◆ The data
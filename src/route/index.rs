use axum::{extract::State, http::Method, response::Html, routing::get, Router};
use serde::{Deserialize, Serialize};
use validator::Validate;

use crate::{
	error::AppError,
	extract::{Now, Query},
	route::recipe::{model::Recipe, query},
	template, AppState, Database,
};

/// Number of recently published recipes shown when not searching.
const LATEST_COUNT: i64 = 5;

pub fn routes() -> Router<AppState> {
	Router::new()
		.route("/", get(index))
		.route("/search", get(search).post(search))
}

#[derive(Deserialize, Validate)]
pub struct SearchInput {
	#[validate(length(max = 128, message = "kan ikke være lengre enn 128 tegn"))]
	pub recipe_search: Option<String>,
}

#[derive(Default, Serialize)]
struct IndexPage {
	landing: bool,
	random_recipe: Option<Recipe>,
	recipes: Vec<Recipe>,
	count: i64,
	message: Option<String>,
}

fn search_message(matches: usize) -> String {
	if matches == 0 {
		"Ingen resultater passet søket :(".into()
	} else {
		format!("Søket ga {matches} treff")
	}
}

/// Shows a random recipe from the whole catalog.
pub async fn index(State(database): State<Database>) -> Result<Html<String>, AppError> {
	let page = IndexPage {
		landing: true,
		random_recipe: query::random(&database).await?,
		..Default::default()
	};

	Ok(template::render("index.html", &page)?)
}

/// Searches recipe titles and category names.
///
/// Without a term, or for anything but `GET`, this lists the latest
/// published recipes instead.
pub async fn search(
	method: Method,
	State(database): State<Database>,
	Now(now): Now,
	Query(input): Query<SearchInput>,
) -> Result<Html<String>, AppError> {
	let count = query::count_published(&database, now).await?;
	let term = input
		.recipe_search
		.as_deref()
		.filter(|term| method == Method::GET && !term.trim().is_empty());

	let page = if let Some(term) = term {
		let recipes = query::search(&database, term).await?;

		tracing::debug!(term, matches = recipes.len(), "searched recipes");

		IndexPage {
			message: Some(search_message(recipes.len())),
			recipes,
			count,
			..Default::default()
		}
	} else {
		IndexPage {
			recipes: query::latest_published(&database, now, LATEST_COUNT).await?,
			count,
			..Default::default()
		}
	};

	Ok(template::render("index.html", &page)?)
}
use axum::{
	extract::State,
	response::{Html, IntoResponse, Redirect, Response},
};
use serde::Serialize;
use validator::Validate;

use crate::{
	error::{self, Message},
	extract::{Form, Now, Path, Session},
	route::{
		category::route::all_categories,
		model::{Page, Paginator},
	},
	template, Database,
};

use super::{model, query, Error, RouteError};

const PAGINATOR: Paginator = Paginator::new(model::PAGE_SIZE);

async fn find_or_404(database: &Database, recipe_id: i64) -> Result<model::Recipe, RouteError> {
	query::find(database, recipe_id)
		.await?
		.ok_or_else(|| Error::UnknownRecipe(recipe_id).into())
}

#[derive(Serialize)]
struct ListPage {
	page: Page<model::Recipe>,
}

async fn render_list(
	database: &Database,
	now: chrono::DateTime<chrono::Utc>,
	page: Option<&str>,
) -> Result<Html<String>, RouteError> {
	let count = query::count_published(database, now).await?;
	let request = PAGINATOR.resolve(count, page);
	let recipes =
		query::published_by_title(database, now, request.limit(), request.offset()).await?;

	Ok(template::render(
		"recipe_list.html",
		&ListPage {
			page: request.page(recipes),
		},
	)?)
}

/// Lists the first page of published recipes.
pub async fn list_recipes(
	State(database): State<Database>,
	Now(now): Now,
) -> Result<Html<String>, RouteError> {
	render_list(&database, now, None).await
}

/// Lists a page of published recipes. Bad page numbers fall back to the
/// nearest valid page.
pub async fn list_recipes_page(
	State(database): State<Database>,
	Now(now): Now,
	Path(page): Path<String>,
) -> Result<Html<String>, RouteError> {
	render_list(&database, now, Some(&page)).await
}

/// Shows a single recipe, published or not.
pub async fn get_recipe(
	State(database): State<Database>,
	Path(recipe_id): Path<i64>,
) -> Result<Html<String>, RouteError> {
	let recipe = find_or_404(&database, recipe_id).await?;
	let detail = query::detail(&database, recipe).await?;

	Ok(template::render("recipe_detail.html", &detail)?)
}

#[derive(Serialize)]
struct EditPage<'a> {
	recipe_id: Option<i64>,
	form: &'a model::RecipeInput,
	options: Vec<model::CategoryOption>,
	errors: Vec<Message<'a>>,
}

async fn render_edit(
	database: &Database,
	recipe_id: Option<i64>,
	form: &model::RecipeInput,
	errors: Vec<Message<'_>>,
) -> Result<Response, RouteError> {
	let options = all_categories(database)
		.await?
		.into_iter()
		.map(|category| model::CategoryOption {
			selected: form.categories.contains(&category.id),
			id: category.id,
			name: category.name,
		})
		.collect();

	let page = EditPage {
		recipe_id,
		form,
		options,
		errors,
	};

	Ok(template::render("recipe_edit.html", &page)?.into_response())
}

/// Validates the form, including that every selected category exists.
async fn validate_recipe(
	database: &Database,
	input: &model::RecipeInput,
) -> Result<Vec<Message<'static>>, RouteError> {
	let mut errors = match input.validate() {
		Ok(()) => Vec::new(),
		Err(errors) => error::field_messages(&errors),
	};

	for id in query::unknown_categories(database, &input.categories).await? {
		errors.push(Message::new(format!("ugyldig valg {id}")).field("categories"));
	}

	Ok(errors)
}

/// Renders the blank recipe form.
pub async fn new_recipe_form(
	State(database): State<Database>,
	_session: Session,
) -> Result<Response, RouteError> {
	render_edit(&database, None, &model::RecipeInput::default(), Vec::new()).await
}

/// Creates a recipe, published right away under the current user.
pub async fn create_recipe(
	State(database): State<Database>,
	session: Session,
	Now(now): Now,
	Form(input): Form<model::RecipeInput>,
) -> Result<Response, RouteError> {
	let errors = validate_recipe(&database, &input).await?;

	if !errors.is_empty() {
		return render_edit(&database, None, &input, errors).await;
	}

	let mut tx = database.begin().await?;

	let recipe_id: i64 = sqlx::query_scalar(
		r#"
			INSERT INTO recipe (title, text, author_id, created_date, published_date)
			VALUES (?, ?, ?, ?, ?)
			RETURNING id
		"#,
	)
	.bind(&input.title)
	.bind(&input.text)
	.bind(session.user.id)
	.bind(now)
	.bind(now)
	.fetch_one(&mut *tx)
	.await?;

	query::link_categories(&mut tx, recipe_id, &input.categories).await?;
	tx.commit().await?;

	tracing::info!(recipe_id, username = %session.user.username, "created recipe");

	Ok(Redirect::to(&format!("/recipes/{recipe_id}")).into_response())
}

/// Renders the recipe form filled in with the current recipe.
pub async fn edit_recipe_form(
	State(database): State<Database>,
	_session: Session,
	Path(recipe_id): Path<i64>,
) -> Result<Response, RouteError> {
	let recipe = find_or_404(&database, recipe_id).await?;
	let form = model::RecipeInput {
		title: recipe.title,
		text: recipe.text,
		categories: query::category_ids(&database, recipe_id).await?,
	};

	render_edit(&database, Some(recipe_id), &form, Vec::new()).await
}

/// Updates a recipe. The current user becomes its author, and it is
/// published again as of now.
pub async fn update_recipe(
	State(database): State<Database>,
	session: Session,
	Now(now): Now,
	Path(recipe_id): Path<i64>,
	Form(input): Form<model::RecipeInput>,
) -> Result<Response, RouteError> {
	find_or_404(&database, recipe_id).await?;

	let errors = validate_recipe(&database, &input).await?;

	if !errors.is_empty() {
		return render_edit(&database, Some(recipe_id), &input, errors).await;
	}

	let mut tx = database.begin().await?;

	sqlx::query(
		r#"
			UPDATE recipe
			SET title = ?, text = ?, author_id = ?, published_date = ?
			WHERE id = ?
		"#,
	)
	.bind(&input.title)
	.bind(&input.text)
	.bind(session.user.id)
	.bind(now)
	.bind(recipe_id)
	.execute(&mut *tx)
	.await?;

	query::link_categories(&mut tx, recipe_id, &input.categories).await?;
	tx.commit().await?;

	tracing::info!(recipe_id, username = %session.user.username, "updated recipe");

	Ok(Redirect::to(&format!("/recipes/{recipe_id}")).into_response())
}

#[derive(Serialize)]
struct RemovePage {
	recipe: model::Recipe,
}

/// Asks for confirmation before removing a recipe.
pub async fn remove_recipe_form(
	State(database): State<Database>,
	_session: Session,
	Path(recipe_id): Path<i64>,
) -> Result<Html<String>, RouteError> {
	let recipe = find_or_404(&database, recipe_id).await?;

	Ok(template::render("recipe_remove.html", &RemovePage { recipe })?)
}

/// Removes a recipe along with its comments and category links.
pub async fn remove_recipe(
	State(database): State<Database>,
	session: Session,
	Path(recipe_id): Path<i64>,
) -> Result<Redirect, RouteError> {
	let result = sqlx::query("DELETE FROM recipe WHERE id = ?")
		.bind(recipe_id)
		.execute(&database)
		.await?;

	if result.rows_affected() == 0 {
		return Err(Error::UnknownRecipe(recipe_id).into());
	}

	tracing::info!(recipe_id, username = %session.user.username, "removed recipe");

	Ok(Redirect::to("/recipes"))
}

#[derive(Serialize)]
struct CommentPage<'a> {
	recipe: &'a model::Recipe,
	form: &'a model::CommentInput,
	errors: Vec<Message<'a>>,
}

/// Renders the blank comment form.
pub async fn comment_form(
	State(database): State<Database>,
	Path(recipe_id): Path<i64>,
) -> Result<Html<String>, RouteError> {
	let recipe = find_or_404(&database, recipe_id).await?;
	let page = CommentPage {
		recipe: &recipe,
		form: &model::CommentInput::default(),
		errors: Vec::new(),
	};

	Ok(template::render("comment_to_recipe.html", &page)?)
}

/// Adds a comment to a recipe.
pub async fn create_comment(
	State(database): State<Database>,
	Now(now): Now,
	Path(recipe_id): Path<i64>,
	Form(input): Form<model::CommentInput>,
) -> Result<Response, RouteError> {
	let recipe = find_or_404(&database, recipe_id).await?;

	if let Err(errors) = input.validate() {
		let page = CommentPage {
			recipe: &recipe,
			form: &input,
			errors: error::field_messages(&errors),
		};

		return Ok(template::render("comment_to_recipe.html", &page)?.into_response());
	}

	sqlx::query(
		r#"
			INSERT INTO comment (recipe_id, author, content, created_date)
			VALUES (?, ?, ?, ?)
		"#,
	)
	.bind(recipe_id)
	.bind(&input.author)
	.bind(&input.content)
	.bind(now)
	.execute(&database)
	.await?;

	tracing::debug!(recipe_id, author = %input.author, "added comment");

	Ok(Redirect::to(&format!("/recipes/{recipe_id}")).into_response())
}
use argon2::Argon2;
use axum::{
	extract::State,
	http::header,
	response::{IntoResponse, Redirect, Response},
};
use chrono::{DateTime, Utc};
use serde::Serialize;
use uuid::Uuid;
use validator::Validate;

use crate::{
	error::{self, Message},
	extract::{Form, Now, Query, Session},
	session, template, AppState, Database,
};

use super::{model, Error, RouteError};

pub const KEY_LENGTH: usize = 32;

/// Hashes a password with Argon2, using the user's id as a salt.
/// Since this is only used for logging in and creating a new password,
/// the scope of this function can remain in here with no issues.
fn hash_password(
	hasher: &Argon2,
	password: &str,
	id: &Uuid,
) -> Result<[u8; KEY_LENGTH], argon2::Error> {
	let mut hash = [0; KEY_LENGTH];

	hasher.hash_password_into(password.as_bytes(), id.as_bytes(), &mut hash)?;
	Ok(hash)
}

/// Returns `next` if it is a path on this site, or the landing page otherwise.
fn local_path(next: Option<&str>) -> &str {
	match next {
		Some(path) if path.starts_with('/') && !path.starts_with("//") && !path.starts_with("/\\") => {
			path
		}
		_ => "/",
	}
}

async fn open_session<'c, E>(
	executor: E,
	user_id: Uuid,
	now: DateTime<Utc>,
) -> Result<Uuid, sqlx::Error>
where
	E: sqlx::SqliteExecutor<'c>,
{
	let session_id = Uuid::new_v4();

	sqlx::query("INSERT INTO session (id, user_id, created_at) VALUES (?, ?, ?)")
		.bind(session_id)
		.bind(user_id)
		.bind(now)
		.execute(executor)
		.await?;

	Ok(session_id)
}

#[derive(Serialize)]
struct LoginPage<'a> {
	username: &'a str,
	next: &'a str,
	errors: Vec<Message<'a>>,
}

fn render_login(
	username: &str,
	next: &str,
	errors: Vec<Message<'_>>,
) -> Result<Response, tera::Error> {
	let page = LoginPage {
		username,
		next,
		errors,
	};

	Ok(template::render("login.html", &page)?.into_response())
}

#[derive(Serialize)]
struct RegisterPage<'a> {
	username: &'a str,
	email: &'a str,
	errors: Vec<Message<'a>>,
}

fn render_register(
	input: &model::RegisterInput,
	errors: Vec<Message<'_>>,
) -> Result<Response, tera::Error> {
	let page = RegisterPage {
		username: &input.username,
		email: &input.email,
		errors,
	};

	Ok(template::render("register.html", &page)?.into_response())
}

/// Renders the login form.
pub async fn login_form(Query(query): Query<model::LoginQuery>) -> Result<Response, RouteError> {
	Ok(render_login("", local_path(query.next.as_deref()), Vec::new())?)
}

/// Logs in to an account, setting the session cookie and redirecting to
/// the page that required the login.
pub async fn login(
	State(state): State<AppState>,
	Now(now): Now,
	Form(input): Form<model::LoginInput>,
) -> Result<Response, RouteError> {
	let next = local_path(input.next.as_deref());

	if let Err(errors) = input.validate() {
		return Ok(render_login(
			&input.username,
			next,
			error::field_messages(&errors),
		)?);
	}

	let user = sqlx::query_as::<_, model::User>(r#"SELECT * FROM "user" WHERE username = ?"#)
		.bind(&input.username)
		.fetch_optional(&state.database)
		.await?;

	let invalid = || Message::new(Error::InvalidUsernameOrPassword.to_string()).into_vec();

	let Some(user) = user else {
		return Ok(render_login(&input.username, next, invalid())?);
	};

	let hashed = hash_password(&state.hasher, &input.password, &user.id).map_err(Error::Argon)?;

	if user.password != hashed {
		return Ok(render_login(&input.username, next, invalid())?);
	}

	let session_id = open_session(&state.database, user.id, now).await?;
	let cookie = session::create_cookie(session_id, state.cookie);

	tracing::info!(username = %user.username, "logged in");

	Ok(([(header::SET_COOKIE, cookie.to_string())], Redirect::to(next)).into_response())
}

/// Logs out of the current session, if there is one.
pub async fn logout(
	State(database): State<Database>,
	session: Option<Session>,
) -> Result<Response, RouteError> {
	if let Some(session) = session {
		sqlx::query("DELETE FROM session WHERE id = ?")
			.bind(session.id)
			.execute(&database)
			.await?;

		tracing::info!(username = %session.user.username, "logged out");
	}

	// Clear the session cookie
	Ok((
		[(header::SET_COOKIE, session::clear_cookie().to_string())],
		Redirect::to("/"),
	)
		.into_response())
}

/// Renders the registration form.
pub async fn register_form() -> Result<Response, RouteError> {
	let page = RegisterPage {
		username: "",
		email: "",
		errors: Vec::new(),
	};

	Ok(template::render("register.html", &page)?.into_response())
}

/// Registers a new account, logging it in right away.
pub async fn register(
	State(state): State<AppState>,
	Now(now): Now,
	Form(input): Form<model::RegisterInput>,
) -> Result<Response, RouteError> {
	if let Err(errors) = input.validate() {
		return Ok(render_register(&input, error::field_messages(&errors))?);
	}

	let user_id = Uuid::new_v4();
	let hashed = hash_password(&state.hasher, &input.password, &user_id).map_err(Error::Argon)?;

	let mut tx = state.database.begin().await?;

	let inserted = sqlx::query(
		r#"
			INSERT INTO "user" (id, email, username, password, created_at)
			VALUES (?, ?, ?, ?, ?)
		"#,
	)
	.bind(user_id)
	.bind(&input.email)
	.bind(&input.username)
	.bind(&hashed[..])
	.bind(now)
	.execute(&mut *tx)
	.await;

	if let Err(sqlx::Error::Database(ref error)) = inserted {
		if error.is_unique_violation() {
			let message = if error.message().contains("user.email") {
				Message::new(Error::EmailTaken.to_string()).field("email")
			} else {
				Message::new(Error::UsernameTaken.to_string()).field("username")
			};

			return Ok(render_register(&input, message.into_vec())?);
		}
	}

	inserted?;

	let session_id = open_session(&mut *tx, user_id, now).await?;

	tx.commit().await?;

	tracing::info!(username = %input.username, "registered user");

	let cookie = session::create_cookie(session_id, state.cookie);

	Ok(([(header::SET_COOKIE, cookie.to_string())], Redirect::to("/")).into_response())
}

◆ Task details
The word "SearchInput" may appear in lines of the entries. State how many lines hold it, as a number alone.

◆ Expected answer
2